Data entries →
┏━━
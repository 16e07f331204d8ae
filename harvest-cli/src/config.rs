//! Run configuration
//!
//! Credentials arrive as one JSON blob in the `HARVEST_CREDENTIALS`
//! environment variable, matching the single-secret convention of the
//! deployment environment (camelCase keys). Tunables (attempt caps,
//! intervals, output directory) come from CLI flags with environment
//! fallbacks. Everything is validated up front: a bad configuration
//! must fail before the first network call.

use std::path::PathBuf;
use std::time::Duration;

use clap::Parser;
use serde::Deserialize;
use thiserror::Error;

/// Environment variable holding the credential JSON blob.
pub const CREDENTIALS_ENV: &str = "HARVEST_CREDENTIALS";

/// Configuration errors, all fatal at startup
#[derive(Debug, Error)]
pub enum ConfigError {
    #[error("{CREDENTIALS_ENV} environment variable not set")]
    MissingEnv,

    #[error("invalid credentials JSON: {0}")]
    InvalidJson(String),

    #[error("credential field `{0}` is empty")]
    EmptyField(&'static str),

    #[error("{0} must be greater than 0")]
    ZeroTunable(&'static str),
}

/// Credential blob, camelCase keys as provisioned
#[derive(Debug, Clone, Deserialize)]
#[serde(rename_all = "camelCase")]
pub struct Credentials {
    pub api_key: String,
    pub agent_id: String,
    pub access_key_id: String,
    pub secret_access_key: String,
    pub region: String,
    pub bucket_name: String,
    /// Only needed for accounts behind session-based auth
    #[serde(default)]
    pub session_cookie: Option<String>,
}

impl Credentials {
    /// Parse a credential blob from its JSON representation.
    ///
    /// A missing required key is a parse error; empty values are
    /// caught separately so the message names the field.
    pub fn parse(json: &str) -> Result<Self, ConfigError> {
        let creds: Credentials =
            serde_json::from_str(json).map_err(|e| ConfigError::InvalidJson(e.to_string()))?;
        creds.check_non_empty()?;
        Ok(creds)
    }

    /// Load the credential blob from the environment.
    pub fn from_env() -> Result<Self, ConfigError> {
        let raw = std::env::var(CREDENTIALS_ENV).map_err(|_| ConfigError::MissingEnv)?;
        Self::parse(&raw)
    }

    fn check_non_empty(&self) -> Result<(), ConfigError> {
        let fields = [
            ("apiKey", &self.api_key),
            ("agentId", &self.agent_id),
            ("accessKeyId", &self.access_key_id),
            ("secretAccessKey", &self.secret_access_key),
            ("region", &self.region),
            ("bucketName", &self.bucket_name),
        ];
        for (name, value) in fields {
            if value.is_empty() {
                return Err(ConfigError::EmptyField(name));
            }
        }
        Ok(())
    }
}

/// Command-line tunables
#[derive(Debug, Parser)]
#[command(name = "harvest")]
#[command(about = "Launch a remote agent, harvest its output, upload it to S3", long_about = None)]
pub struct Cli {
    /// Agent platform API base URL
    #[arg(long, env = "HARVEST_API_URL", default_value = "https://api.phantombuster.com")]
    pub api_url: String,

    /// Launch attempts before giving up on rate limiting
    #[arg(long, env = "HARVEST_LAUNCH_ATTEMPTS", default_value_t = 5)]
    pub launch_attempts: u32,

    /// Base delay in seconds for launch backoff (doubles per retry)
    #[arg(long, env = "HARVEST_LAUNCH_BASE_DELAY", default_value_t = 10)]
    pub launch_base_delay_secs: u64,

    /// Output poll attempts before timing out
    #[arg(long, env = "HARVEST_POLL_ATTEMPTS", default_value_t = 30)]
    pub poll_attempts: u32,

    /// Fixed delay in seconds between poll attempts
    #[arg(long, env = "HARVEST_POLL_INTERVAL", default_value_t = 20)]
    pub poll_interval_secs: u64,

    /// Directory for the local copy of the raw output
    #[arg(long, env = "HARVEST_OUTPUT_DIR", default_value = ".")]
    pub output_dir: PathBuf,

    /// Also write the extracted JSON artifact URL to a text file
    #[arg(long)]
    pub save_url_file: bool,

    /// Also upload the raw output under the stable latest.json key
    #[arg(long)]
    pub upload_latest: bool,
}

/// Resolved configuration for one run
#[derive(Debug, Clone)]
pub struct Config {
    pub api_url: String,
    pub credentials: Credentials,
    pub launch_attempts: u32,
    pub launch_base_delay: Duration,
    pub poll_attempts: u32,
    pub poll_interval: Duration,
    pub output_dir: PathBuf,
    pub save_url_file: bool,
    pub upload_latest: bool,
}

impl Config {
    /// Combine CLI tunables with credentials from the environment.
    pub fn load(cli: Cli) -> Result<Self, ConfigError> {
        let credentials = Credentials::from_env()?;
        let config = Self::assemble(cli, credentials)?;
        Ok(config)
    }

    /// Combine CLI tunables with an already-parsed credential blob.
    pub fn assemble(cli: Cli, credentials: Credentials) -> Result<Self, ConfigError> {
        if cli.launch_attempts == 0 {
            return Err(ConfigError::ZeroTunable("launch-attempts"));
        }
        if cli.launch_base_delay_secs == 0 {
            return Err(ConfigError::ZeroTunable("launch-base-delay-secs"));
        }
        if cli.poll_attempts == 0 {
            return Err(ConfigError::ZeroTunable("poll-attempts"));
        }
        if cli.poll_interval_secs == 0 {
            return Err(ConfigError::ZeroTunable("poll-interval-secs"));
        }

        Ok(Self {
            api_url: cli.api_url,
            credentials,
            launch_attempts: cli.launch_attempts,
            launch_base_delay: Duration::from_secs(cli.launch_base_delay_secs),
            poll_attempts: cli.poll_attempts,
            poll_interval: Duration::from_secs(cli.poll_interval_secs),
            output_dir: cli.output_dir,
            save_url_file: cli.save_url_file,
            upload_latest: cli.upload_latest,
        })
    }
}
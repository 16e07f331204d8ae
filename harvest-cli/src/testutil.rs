//! Scripted test doubles for the agent API and object store

use std::collections::VecDeque;
use std::sync::Mutex;
use std::sync::atomic::{AtomicU32, Ordering};

use async_trait::async_trait;
use harvest_client::{AgentApi, ClientError, LaunchResponse, Result as ClientResult};
use harvest_core::RawOutput;

use crate::storage::{ObjectStore, StorageError};

/// Agent API double that replays scripted responses in order.
///
/// An exhausted script answers with a parse error, so a test that
/// makes more calls than it scripted fails loudly instead of hanging.
#[derive(Default)]
pub struct ScriptedAgent {
    launches: Mutex<VecDeque<ClientResult<LaunchResponse>>>,
    outputs: Mutex<VecDeque<ClientResult<RawOutput>>>,
    launch_calls: AtomicU32,
    fetch_calls: AtomicU32,
}

impl ScriptedAgent {
    pub fn new() -> Self {
        Self::default()
    }

    pub fn launch_ok(self, container_id: &str) -> Self {
        self.push_launch(Ok(LaunchResponse {
            container_id: Some(container_id.to_string()),
        }))
    }

    pub fn launch_ok_without_id(self) -> Self {
        self.push_launch(Ok(LaunchResponse { container_id: None }))
    }

    pub fn launch_err(self, err: ClientError) -> Self {
        self.push_launch(Err(err))
    }

    pub fn output_ok(self, raw: RawOutput) -> Self {
        self.push_output(Ok(raw))
    }

    pub fn output_err(self, err: ClientError) -> Self {
        self.push_output(Err(err))
    }

    pub fn launch_calls(&self) -> u32 {
        self.launch_calls.load(Ordering::SeqCst)
    }

    pub fn fetch_calls(&self) -> u32 {
        self.fetch_calls.load(Ordering::SeqCst)
    }

    fn push_launch(self, response: ClientResult<LaunchResponse>) -> Self {
        self.launches.lock().unwrap().push_back(response);
        self
    }

    fn push_output(self, response: ClientResult<RawOutput>) -> Self {
        self.outputs.lock().unwrap().push_back(response);
        self
    }
}

#[async_trait]
impl AgentApi for ScriptedAgent {
    async fn launch_agent(&self, _agent_id: &str) -> ClientResult<LaunchResponse> {
        self.launch_calls.fetch_add(1, Ordering::SeqCst);
        self.launches
            .lock()
            .unwrap()
            .pop_front()
            .unwrap_or_else(|| Err(ClientError::ParseError("launch script exhausted".into())))
    }

    async fn fetch_output(&self, _container_id: &str) -> ClientResult<RawOutput> {
        self.fetch_calls.fetch_add(1, Ordering::SeqCst);
        self.outputs
            .lock()
            .unwrap()
            .pop_front()
            .unwrap_or_else(|| Err(ClientError::ParseError("output script exhausted".into())))
    }
}

/// In-memory object store recording every put.
#[derive(Default)]
pub struct MemoryStore {
    pub puts: Mutex<Vec<(String, Vec<u8>, String)>>,
    fail: bool,
}

impl MemoryStore {
    pub fn new() -> Self {
        Self::default()
    }

    /// A store whose every put fails.
    pub fn failing() -> Self {
        Self {
            puts: Mutex::new(Vec::new()),
            fail: true,
        }
    }

    pub fn keys(&self) -> Vec<String> {
        self.puts
            .lock()
            .unwrap()
            .iter()
            .map(|(key, _, _)| key.clone())
            .collect()
    }
}

#[async_trait]
impl ObjectStore for MemoryStore {
    async fn put(
        &self,
        key: &str,
        bytes: Vec<u8>,
        content_type: &str,
    ) -> Result<String, StorageError> {
        if self.fail {
            return Err(StorageError::Upload {
                key: key.to_string(),
                cause: "simulated outage".to_string(),
            });
        }
        self.puts
            .lock()
            .unwrap()
            .push((key.to_string(), bytes, content_type.to_string()));
        Ok(format!("s3://test-bucket/{}", key))
    }
}
//! Harvest
//!
//! Launches one run of a remote automation agent, polls the platform
//! until the run's output is available, extracts result-artifact URLs
//! from the output, saves the raw output locally, and uploads it to
//! S3.
//!
//! Architecture:
//! - Configuration: credential blob from the environment, tunables
//!   from CLI flags, validated before any network call
//! - Launcher: launch with exponential backoff on rate limiting
//! - Poller: fixed-interval bounded polling of the output endpoint
//! - Extraction: tolerant URL discovery in the polymorphic output
//! - Storage: local copy plus S3 upload behind a trait
//!
//! Exit code 0 only when the full sequence succeeded; any stage
//! failure is reported on stderr and exits non-zero.

mod config;
mod launcher;
mod poller;
mod run;
mod storage;
#[cfg(test)]
mod testutil;

use anyhow::Result;
use clap::Parser;
use colored::Colorize;
use tracing::{debug, error, info};
use tracing_subscriber::{layer::SubscriberExt, util::SubscriberInitExt};

use crate::config::{Cli, Config};
use crate::storage::S3Store;
use harvest_client::AgentClient;

#[tokio::main]
async fn main() -> Result<()> {
    tracing_subscriber::registry()
        .with(
            tracing_subscriber::EnvFilter::try_from_default_env()
                .unwrap_or_else(|_| "harvest=info,harvest_client=info".into()),
        )
        .with(tracing_subscriber::fmt::layer())
        .init();

    let cli = Cli::parse();
    let config = Config::load(cli)?;
    debug!(
        region = %config.credentials.region,
        bucket = %config.credentials.bucket_name,
        "resolved storage target"
    );

    let mut client = AgentClient::new(
        config.api_url.as_str(),
        config.credentials.api_key.as_str(),
    );
    if let Some(cookie) = &config.credentials.session_cookie {
        client = client.with_session_cookie(cookie.as_str());
    }
    let store = S3Store::new(&config.credentials);

    match run::run(&config, &client, &store).await {
        Ok(outcome) => {
            info!("run complete");
            println!(
                "{} {}",
                "✓ Uploaded:".green().bold(),
                outcome.upload_location
            );
            Ok(())
        }
        Err(e) => {
            error!("{} stage failed: {}", e.stage(), e);
            Err(anyhow::anyhow!("{} stage failed: {}", e.stage(), e))
        }
    }
}
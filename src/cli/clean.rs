use anyhow::{Context, Result};
use std::path::{Path, PathBuf};
use tracing::{info, instrument};

use crate::normalization::{
    normalize_all, read_source_file, write_cleaned, NormalizeReport, OutputFormat,
};

#[derive(Debug, Clone)]
pub struct CleanConfig {
    /// Raw catalog export (top-level object keyed by game id).
    pub input: PathBuf,
    /// `.json` or `.csv`; the extension picks the format.
    pub output: PathBuf,
}

#[derive(Debug, Clone, PartialEq, Eq)]
pub struct CleanOutcome {
    pub written: usize,
    pub skipped: usize,
    pub format: OutputFormat,
}

#[instrument(skip_all, fields(input = %cfg.input.display(), output = %cfg.output.display()))]
pub fn run(cfg: CleanConfig) -> Result<CleanOutcome> {
    let report = normalize_file(&cfg.input)?;
    let format = write_cleaned(&report.games, &cfg.output)
        .with_context(|| format!("write cleaned data to {}", cfg.output.display()))?;
    println!(
        "cleaned {} games ({} skipped) -> {}",
        report.games.len(),
        report.skipped.len(),
        cfg.output.display()
    );
    Ok(CleanOutcome {
        written: report.games.len(),
        skipped: report.skipped.len(),
        format,
    })
}

/// Read and normalize a raw export. Shared with `etl`.
pub(crate) fn normalize_file(input: &Path) -> Result<NormalizeReport> {
    let collection = read_source_file(input)
        .with_context(|| format!("read source catalog {}", input.display()))?;
    let report = normalize_all(&collection)
        .with_context(|| format!("normalize {}", input.display()))?;
    info!(
        games = report.games.len(),
        skipped = report.skipped.len(),
        undated = report.undated(),
        unknown_ownership = report.unknown_ownership(),
        "normalization finished"
    );
    Ok(report)
}
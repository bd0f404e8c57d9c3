// API request/response models (DTOs)

use chrono::{DateTime, Utc};
use serde::{Deserialize, Serialize};
use std::time::Instant;

use crate::warehouse::olap::{
    DrillDownParams, OlapQuery, Platform, QueryError, SliceDiceParams, YearRange,
};
use crate::warehouse::Warehouse;

/// Shared per-app state: the warehouse handle (connections are opened per request).
#[derive(Debug, Clone)]
pub struct AppState {
    pub warehouse: Warehouse,
    pub started: Instant,
}

impl AppState {
    pub fn new(warehouse: Warehouse) -> Self {
        Self {
            warehouse,
            started: Instant::now(),
        }
    }
}

/// Standard API response wrapper
#[derive(Debug, Serialize, Deserialize)]
pub struct ApiResponse<T> {
    pub success: bool,
    #[serde(skip_serializing_if = "Option::is_none")]
    pub data: Option<T>,
    #[serde(skip_serializing_if = "Option::is_none")]
    pub error: Option<String>,
    #[serde(skip_serializing_if = "Option::is_none")]
    pub meta: Option<Meta>,
}

impl<T> ApiResponse<T> {
    pub fn success(data: T) -> Self {
        Self {
            success: true,
            data: Some(data),
            error: None,
            meta: Some(Meta::now()),
        }
    }

    pub fn error(message: impl Into<String>) -> Self {
        Self {
            success: false,
            data: None,
            error: Some(message.into()),
            meta: Some(Meta::now()),
        }
    }
}

/// Metadata included in all API responses
#[derive(Debug, Serialize, Deserialize)]
pub struct Meta {
    pub timestamp: DateTime<Utc>,
    pub request_id: String,
    pub version: String,
}

impl Meta {
    pub fn now() -> Self {
        Self {
            timestamp: Utc::now(),
            request_id: uuid::Uuid::new_v4().to_string(),
            version: env!("CARGO_PKG_VERSION").to_string(),
        }
    }
}

/// Health check response
#[derive(Debug, Serialize, Deserialize)]
pub struct HealthResponse {
    pub status: String,
    pub database: String,
    pub uptime_seconds: u64,
}

/// `?year_from=&year_to=`
#[derive(Debug, Default, Deserialize)]
pub struct RollUpQuery {
    pub year_from: Option<i32>,
    pub year_to: Option<i32>,
}

impl From<RollUpQuery> for OlapQuery {
    fn from(q: RollUpQuery) -> Self {
        OlapQuery::RollUp(YearRange {
            from: q.year_from,
            to: q.year_to,
        })
    }
}

/// `?year=` (dashboard default 2022)
#[derive(Debug, Default, Deserialize)]
pub struct DrillDownQuery {
    pub year: Option<i32>,
}

impl From<DrillDownQuery> for OlapQuery {
    fn from(q: DrillDownQuery) -> Self {
        let mut params = DrillDownParams::default();
        if let Some(year) = q.year {
            params.year = year;
        }
        OlapQuery::DrillDown(params)
    }
}

/// `?platform=&price_low=&price_high=&metacritic_low=&metacritic_high=`
#[derive(Debug, Default, Deserialize)]
pub struct SliceDiceQuery {
    pub platform: Option<String>,
    pub price_low: Option<f64>,
    pub price_high: Option<f64>,
    pub metacritic_low: Option<i64>,
    pub metacritic_high: Option<i64>,
}

impl TryFrom<SliceDiceQuery> for OlapQuery {
    type Error = QueryError;

    fn try_from(q: SliceDiceQuery) -> Result<Self, Self::Error> {
        let d = SliceDiceParams::default();
        let platform = match q.platform.as_deref() {
            Some(raw) => raw.parse::<Platform>()?,
            None => d.platform,
        };
        Ok(OlapQuery::SliceDice(SliceDiceParams {
            platform,
            price_edges: [
                q.price_low.unwrap_or(d.price_edges[0]),
                q.price_high.unwrap_or(d.price_edges[1]),
            ],
            metacritic_edges: [
                q.metacritic_low.unwrap_or(d.metacritic_edges[0]),
                q.metacritic_high.unwrap_or(d.metacritic_edges[1]),
            ],
        }))
    }
}
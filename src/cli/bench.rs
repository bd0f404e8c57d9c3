use anyhow::{bail, Context, Result};
use std::path::PathBuf;

use crate::util::env::env_parse;
use crate::warehouse::bench::{default_cases, run_benchmark, write_report, CaseResult, DEFAULT_RUNS};

#[derive(Debug, Clone)]
pub struct BenchConfig {
    pub db: Option<PathBuf>,
    /// Repetitions per case (defaults to env BENCH_RUNS or 3).
    pub runs: Option<usize>,
    pub output: PathBuf,
}

pub fn run(cfg: BenchConfig) -> Result<Vec<CaseResult>> {
    let wh = super::warehouse_for(cfg.db.as_deref());
    if !wh.path().exists() {
        bail!("warehouse {} does not exist", wh.path().display());
    }
    let runs = cfg
        .runs
        .unwrap_or_else(|| env_parse("BENCH_RUNS", DEFAULT_RUNS));
    let conn = wh.connect()?;
    let results = run_benchmark(&conn, &default_cases(), runs);
    write_report(&results, &cfg.output)
        .with_context(|| format!("write benchmark report {}", cfg.output.display()))?;
    println!(
        "benchmarked {} queries x {} runs -> {}",
        results.len(),
        runs.max(1),
        cfg.output.display()
    );
    Ok(results)
}

#[cfg(test)]
mod tests {
    use super::*;
    use crate::warehouse::{create_schema, Warehouse, WarehouseConfig};
    use std::fs;

    #[test]
    fn writes_one_block_per_case() {
        let dir = tempfile::tempdir().expect("tempdir");
        let db = dir.path().join("w.db");
        create_schema(&Warehouse::new(WarehouseConfig::new(&db)).connect().expect("conn"))
            .expect("schema");
        let output = dir.path().join("test_results.txt");
        let results = run(BenchConfig {
            db: Some(db),
            runs: Some(2),
            output: output.clone(),
        })
        .expect("bench");
        assert_eq!(results.len(), 8);
        let report = fs::read_to_string(&output).expect("report");
        assert_eq!(report.matches("Test Case: ").count(), 8);
        assert_eq!(report.matches("Run 2 Execution Time: ").count(), 8);
        assert!(!report.contains("Error: "));
    }
}
// API route configuration

use crate::api::handlers;
use actix_web::web;

pub fn configure_routes(cfg: &mut web::ServiceConfig) {
    cfg.route("/health", web::get().to(handlers::health_check))
        .route("/", web::get().to(handlers::health_check))
        .service(
            web::scope("/api/v1/olap")
                .route("/roll-up", web::get().to(handlers::roll_up))
                .route("/drill-down", web::get().to(handlers::drill_down))
                .route("/slice-dice", web::get().to(handlers::slice_dice))
                .route("/pivot", web::get().to(handlers::pivot)),
        );
}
┗━━
Exercise aim → What is needed is the number of lines in the data that hold the word "filename", with nothing added.

Solution below → 4